● **What the task requires**
Write out the data below exactly, beginning with the first line and ending once the line that has "use std::path::Path;" is written.

Segment Start: Available data

//! Line formats of the per-bucket stage files.
//!
//! | file | line |
//! |------|------|
//! | centers | `configId, localIndex, easting, northing, radius, radiusSquared` |
//! | images | `easting, northing, imageKey` |
//! | assignments | `configId localIndex imageKey` |
//! | labels | `imageKey (configId localIndex)+` |

use crate::compute::assign::Assignment;
use crate::compute::validation::{validate_coordinate, validate_image_key};
use crate::config::{CellCenter, ClassId, Coordinate};
use crate::error::{GeocellsError, Result};
use crate::manifest::ImageRecord;
use crate::storage::write_atomic;
use std::fs::File;
use std::io::{BufRead, BufReader, Write};
use std::path::Path;

/// One merged label line: an image key and every class it belongs to.
#[derive(Debug, Clone, PartialEq, Eq)]
pub struct MergedLine {
    pub image_key: String,
    pub classes: Vec<ClassId>,
}

impl MergedLine {
    pub fn new(image_key: impl Into<String>, classes: Vec<ClassId>) -> Self {
        Self {
            image_key: image_key.into(),
            classes,
        }
    }

    /// Parse `key c0 i0 c1 i1 ...`. An odd number of values after the key
    /// means the line was corrupted upstream.
    pub fn parse(line: &str) -> std::result::Result<Self, String> {
        let mut tokens = line.split_whitespace();
        let image_key = tokens.next().ok_or("empty line")?;
        let values: Vec<&str> = tokens.collect();
        if values.len() % 2 != 0 {
            return Err(format!(
                "odd number of class values ({}) after image key",
                values.len()
            ));
        }

        let classes = values
            .chunks_exact(2)
            .map(|pair| parse_class(pair[0], pair[1]))
            .collect::<std::result::Result<Vec<_>, _>>()?;
        Ok(Self::new(image_key, classes))
    }
}

pub fn write_centers(path: &Path, centers: &[CellCenter]) -> Result<()> {
    write_atomic(path, |w| {
        for c in centers {
            writeln!(
                w,
                "{}, {}, {:.2}, {:.2}, {}, {}",
                c.config_id,
                c.local_index,
                c.coord.easting,
                c.coord.northing,
                c.radius,
                c.radius_squared
            )?;
        }
        Ok(())
    })
}

pub fn read_centers(path: &Path) -> Result<Vec<CellCenter>> {
    read_records(path, |line| {
        let fields: Vec<&str> = line.split(',').map(str::trim).collect();
        let [config_id, local_index, easting, northing, radius, radius_squared] = fields[..]
        else {
            return Err(format!("expected 6 fields, found {}", fields.len()));
        };
        let coord = Coordinate::new(number(easting)?, number(northing)?);
        validate_coordinate(&coord).map_err(|e| e.to_string())?;
        Ok(CellCenter {
            config_id: config_id
                .parse()
                .map_err(|_| format!("bad config id {:?}", config_id))?,
            local_index: local_index
                .parse()
                .map_err(|_| format!("bad center index {:?}", local_index))?,
            coord,
            radius: number(radius)?,
            radius_squared: number(radius_squared)?,
        })
    })
}

pub fn write_images(path: &Path, images: &[ImageRecord]) -> Result<()> {
    write_atomic(path, |w| {
        for image in images {
            writeln!(
                w,
                "{}, {}, {}",
                image.coord.easting, image.coord.northing, image.key
            )?;
        }
        Ok(())
    })
}

pub fn read_images(path: &Path) -> Result<Vec<ImageRecord>> {
    read_records(path, |line| {
        let mut fields = line.splitn(3, ',').map(str::trim);
        let (Some(easting), Some(northing), Some(key)) =
            (fields.next(), fields.next(), fields.next())
        else {
            return Err("expected easting, northing and image key".to_string());
        };
        let coord = Coordinate::new(number(easting)?, number(northing)?);
        validate_coordinate(&coord).map_err(|e| e.to_string())?;
        validate_image_key(key).map_err(|e| e.to_string())?;
        Ok(ImageRecord::new(key, coord))
    })
}

pub fn write_assignments(path: &Path, assignments: &[Assignment<'_>]) -> Result<()> {
    write_atomic(path, |w| {
        for a in assignments {
            writeln!(
                w,
                "{} {} {}",
                a.class_id.config_id, a.class_id.local_index, a.image_key
            )?;
        }
        Ok(())
    })
}

pub fn read_assignments(path: &Path) -> Result<Vec<(ClassId, String)>> {
    read_records(path, parse_assignment)
}

/// Parse `configId localIndex imageKey`; any other token count is an error.
pub fn parse_assignment(line: &str) -> std::result::Result<(ClassId, String), String> {
    let tokens: Vec<&str> = line.split_whitespace().collect();
    let [config_id, local_index, key] = tokens[..] else {
        return Err(format!(
            "expected configId, centerIndex and image key, found {} values",
            tokens.len()
        ));
    };
    Ok((parse_class(config_id, local_index)?, key.to_string()))
}

pub fn write_merged(path: &Path, lines: &[MergedLine]) -> Result<()> {
    write_atomic(path, |w| {
        for line in lines {
            w.write_all(line.image_key.as_bytes())?;
            for class in &line.classes {
                write!(w, " {} {}", class.config_id, class.local_index)?;
            }
            w.write_all(b"\n")?;
        }
        Ok(())
    })
}

/// Stream a label file line by line without loading it whole.
pub fn for_each_merged<F>(path: &Path, visit: F) -> Result<()>
where
    F: FnMut(MergedLine) -> Result<()>,
{
    for_each_record(path, MergedLine::parse, visit)
}

pub fn read_merged(path: &Path) -> Result<Vec<MergedLine>> {
    read_records(path, MergedLine::parse)
}

fn parse_class(config_id: &str, local_index: &str) -> std::result::Result<ClassId, String> {
    let config_id = config_id
        .parse()
        .map_err(|_| format!("bad config id {:?}", config_id))?;
    let local_index = local_index
        .parse()
        .map_err(|_| format!("bad center index {:?}", local_index))?;
    Ok(ClassId::new(config_id, local_index))
}

fn number(raw: &str) -> std::result::Result<f64, String> {
    raw.parse()
        .map_err(|_| format!("not a number: {:?}", raw))
}

fn read_records<T, P>(path: &Path, parse: P) -> Result<Vec<T>>
where
    P: Fn(&str) -> std::result::Result<T, String>,
{
    let mut records = Vec::new();
    for_each_record(path, parse, |record| {
        records.push(record);
        Ok(())
    })?;
    Ok(records)
}

/// Parse every non-blank line of `path`, reporting failures with their
/// 1-based line number.
pub(crate) fn for_each_record<T, P, V>(path: &Path, parse: P, mut visit: V) -> Result<()>
where
    P: Fn(&str) -> std::result::Result<T, String>,
    V: FnMut(T) -> Result<()>,
{
    let reader = BufReader::new(File::open(path)?);
    for (idx, line) in reader.lines().enumerate() {
        let line = line?;
        if line.trim().is_empty() {
            continue;
        }
        let record =
            parse(&line).map_err(|reason| GeocellsError::malformed(path, idx + 1, reason))?;
        visit(record)?;
    }
    Ok(())
}

#[cfg(test)]
mod tests {
    use super::*;
    use crate::config::TilingConfiguration;
    use std::fs;
    use tempfile::TempDir;

    fn expect_malformed(result: Result<impl std::fmt::Debug>, expected_line: usize) {
        match result {
            Err(GeocellsError::MalformedRecord { line, .. }) => assert_eq!(line, expected_line),
            other => panic!("expected malformed record, got {:?}", other),
        }
    }

    #[test]
    fn test_centers_file_layout() {
        let tmp = TempDir::new().unwrap();
        let path = tmp.path().join("centers_0.txt");
        let tiling = TilingConfiguration::new(3, 2.0, 15.0, Coordinate::new(10.0, 0.0), 10.0);
        let centers = vec![
            CellCenter::new(&tiling, 0, Coordinate::new(549_333.42, 4_178_819.17)),
            CellCenter::new(&tiling, 1, Coordinate::new(549_373.0, 4_178_819.17)),
        ];

        write_centers(&path, &centers).unwrap();
        let text = fs::read_to_string(&path).unwrap();
        assert_eq!(
            text.lines().next().unwrap(),
            "3, 0, 549333.42, 4178819.17, 10, 100"
        );
        assert_eq!(read_centers(&path).unwrap(), centers);
    }

    #[test]
    fn test_centers_wrong_arity() {
        let tmp = TempDir::new().unwrap();
        let path = tmp.path().join("centers_0.txt");
        fs::write(&path, "0, 0, 1.0, 2.0, 5, 25\n0, 1, 1.0, 2.0, 5\n").unwrap();
        expect_malformed(read_centers(&path), 2);
    }

    #[test]
    fn test_images_keep_commas_in_key() {
        let tmp = TempDir::new().unwrap();
        let path = tmp.path().join("images_0.txt");
        let images = vec![ImageRecord::new("37.75@1.5@2.5@a,b", Coordinate::new(1.5, 2.5))];
        write_images(&path, &images).unwrap();
        assert_eq!(read_images(&path).unwrap(), images);
    }

    #[test]
    fn test_images_reject_bad_coordinate() {
        let tmp = TempDir::new().unwrap();
        let path = tmp.path().join("images_0.txt");
        fs::write(&path, "1.0, north, key\n").unwrap();
        expect_malformed(read_images(&path), 1);
    }

    #[test]
    fn test_assignment_lines() {
        let tmp = TempDir::new().unwrap();
        let path = tmp.path().join("assignments_0.txt");
        let assignments = vec![
            Assignment {
                class_id: ClassId::new(0, 3),
                image_key: "k1",
            },
            Assignment {
                class_id: ClassId::new(12, 40),
                image_key: "k2",
            },
        ];
        write_assignments(&path, &assignments).unwrap();
        assert_eq!(fs::read_to_string(&path).unwrap(), "0 3 k1\n12 40 k2\n");
        assert_eq!(
            read_assignments(&path).unwrap(),
            vec![
                (ClassId::new(0, 3), "k1".to_string()),
                (ClassId::new(12, 40), "k2".to_string())
            ]
        );
    }

    #[test]
    fn test_assignment_line_with_extra_value_is_fatal() {
        let tmp = TempDir::new().unwrap();
        let path = tmp.path().join("assignments_0.txt");
        fs::write(&path, "0 3 k1\n0 3 4 k1\n").unwrap();
        expect_malformed(read_assignments(&path), 2);
    }

    #[test]
    fn test_merged_line_parse() {
        let line = MergedLine::parse("key 0 3 1 7").unwrap();
        assert_eq!(line.image_key, "key");
        assert_eq!(line.classes, vec![ClassId::new(0, 3), ClassId::new(1, 7)]);
        assert!(MergedLine::parse("key 0 3 1").is_err());
        assert!(MergedLine::parse("key 0 x").is_err());
    }

    #[test]
    fn test_merged_roundtrip_and_odd_length() {
        let tmp = TempDir::new().unwrap();
        let path = tmp.path().join("labels_0.txt");
        let lines = vec![
            MergedLine::new("a", vec![ClassId::new(0, 3), ClassId::new(8, 1)]),
            MergedLine::new("b", vec![ClassId::new(0, 3)]),
        ];
        write_merged(&path, &lines).unwrap();
        assert_eq!(fs::read_to_string(&path).unwrap(), "a 0 3 8 1\nb 0 3\n");
        assert_eq!(read_merged(&path).unwrap(), lines);

        fs::write(&path, "a 0 3 8\n").unwrap();
        expect_malformed(read_merged(&path), 1);
    }
}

Segment End: Available data

● **Result below**
//! Line formats of the per-bucket stage files.
//!
//! | file | line |
//! |------|------|
//! | centers | `configId, localIndex, easting, northing, radius, radiusSquared` |
//! | images | `easting, northing, imageKey` |
//! | assignments | `configId localIndex imageKey` |
//! | labels | `imageKey (configId localIndex)+` |

use crate::compute::assign::Assignment;
use crate::compute::validation::{validate_coordinate, validate_image_key};
use crate::config::{CellCenter, ClassId, Coordinate};
use crate::error::{GeocellsError, Result};
use crate::manifest::ImageRecord;
use crate::storage::write_atomic;
use std::fs::File;
use std::io::{BufRead, BufReader, Write};
use std::path::Path;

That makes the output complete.